[Stored items]
**********

//! Identifiers for captured trace entities.
//!
//! IDs are assigned by the browser that produced the trace and are opaque
//! strings here. They serialize as bare JSON strings.

use serde::{Deserialize, Serialize};
use std::borrow::Borrow;
use std::fmt;

macro_rules! define_string_id {
    (
        $(#[$meta:meta])*
        $name:ident
    ) => {
        $(#[$meta])*
        #[derive(Debug, Clone, PartialEq, Eq, Hash, PartialOrd, Ord, Serialize, Deserialize)]
        #[serde(transparent)]
        pub struct $name(String);

        impl $name {
            /// Create from any string-like value
            #[must_use]
            pub fn new(value: impl Into<String>) -> Self {
                Self(value.into())
            }

            /// Get as string slice
            #[must_use]
            pub fn as_str(&self) -> &str {
                &self.0
            }
        }

        impl fmt::Display for $name {
            fn fmt(&self, f: &mut fmt::Formatter<'_>) -> fmt::Result {
                f.write_str(&self.0)
            }
        }

        impl Borrow<str> for $name {
            fn borrow(&self) -> &str {
                &self.0
            }
        }

        impl AsRef<str> for $name {
            fn as_ref(&self) -> &str {
                &self.0
            }
        }

        impl From<&str> for $name {
            fn from(value: &str) -> Self {
                Self(value.to_string())
            }
        }

        impl From<String> for $name {
            fn from(value: String) -> Self {
                Self(value)
            }
        }
    };
}

define_string_id!(
    /// Resource identifier - one captured network fetch
    ResourceId
);

define_string_id!(
    /// Frame identifier - one browsing context
    FrameId
);

define_string_id!(
    /// Page identifier - the page that owns a main frame
    PageId
);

**********

**The task**
Give back all of the entries exactly as written.

**Response to this task**
//! Identifiers for captured trace entities.
//!
//! IDs are assigned by the browser that produced the trace and are opaque
//! strings here. They serialize as bare JSON strings.

use serde::{Deserialize, Serialize};
use std::borrow::Borrow;
use std::fmt;

macro_rules! define_string_id {
    (
        $(#[$meta:meta])*
        $name:ident
    ) => {
        $(#[$meta])*
        #[derive(Debug, Clone, PartialEq, Eq, Hash, PartialOrd, Ord, Serialize, Deserialize)]
        #[serde(transparent)]
        pub struct $name(String);

        impl $name {
            /// Create from any string-like value
            #[must_use]
            pub fn new(value: impl Into<String>) -> Self {
                Self(value.into())
            }

            /// Get as string slice
            #[must_use]
            pub fn as_str(&self) -> &str {
                &self.0
            }
        }

        impl fmt::Display for $name {
            fn fmt(&self, f: &mut fmt::Formatter<'_>) -> fmt::Result {
                f.write_str(&self.0)
            }
        }

        impl Borrow<str> for $name {
            fn borrow(&self) -> &str {
                &self.0
            }
        }

        impl AsRef<str> for $name {
            fn as_ref(&self) -> &str {
                &self.0
            }
        }

        impl From<&str> for $name {
            fn from(value: &str) -> Self {
                Self(value.to_string())
            }
        }

        impl From<String> for $name {
            fn from(value: String) -> Self {
                Self(value)
            }
        }
    };
}

define_string_id!(
    /// Resource identifier - one captured network fetch
    ResourceId
);

define_string_id!(
    /// Frame identifier - one browsing context
    FrameId
);

define_string_id!(
    /// Page identifier - the page that owns a main frame
    PageId
);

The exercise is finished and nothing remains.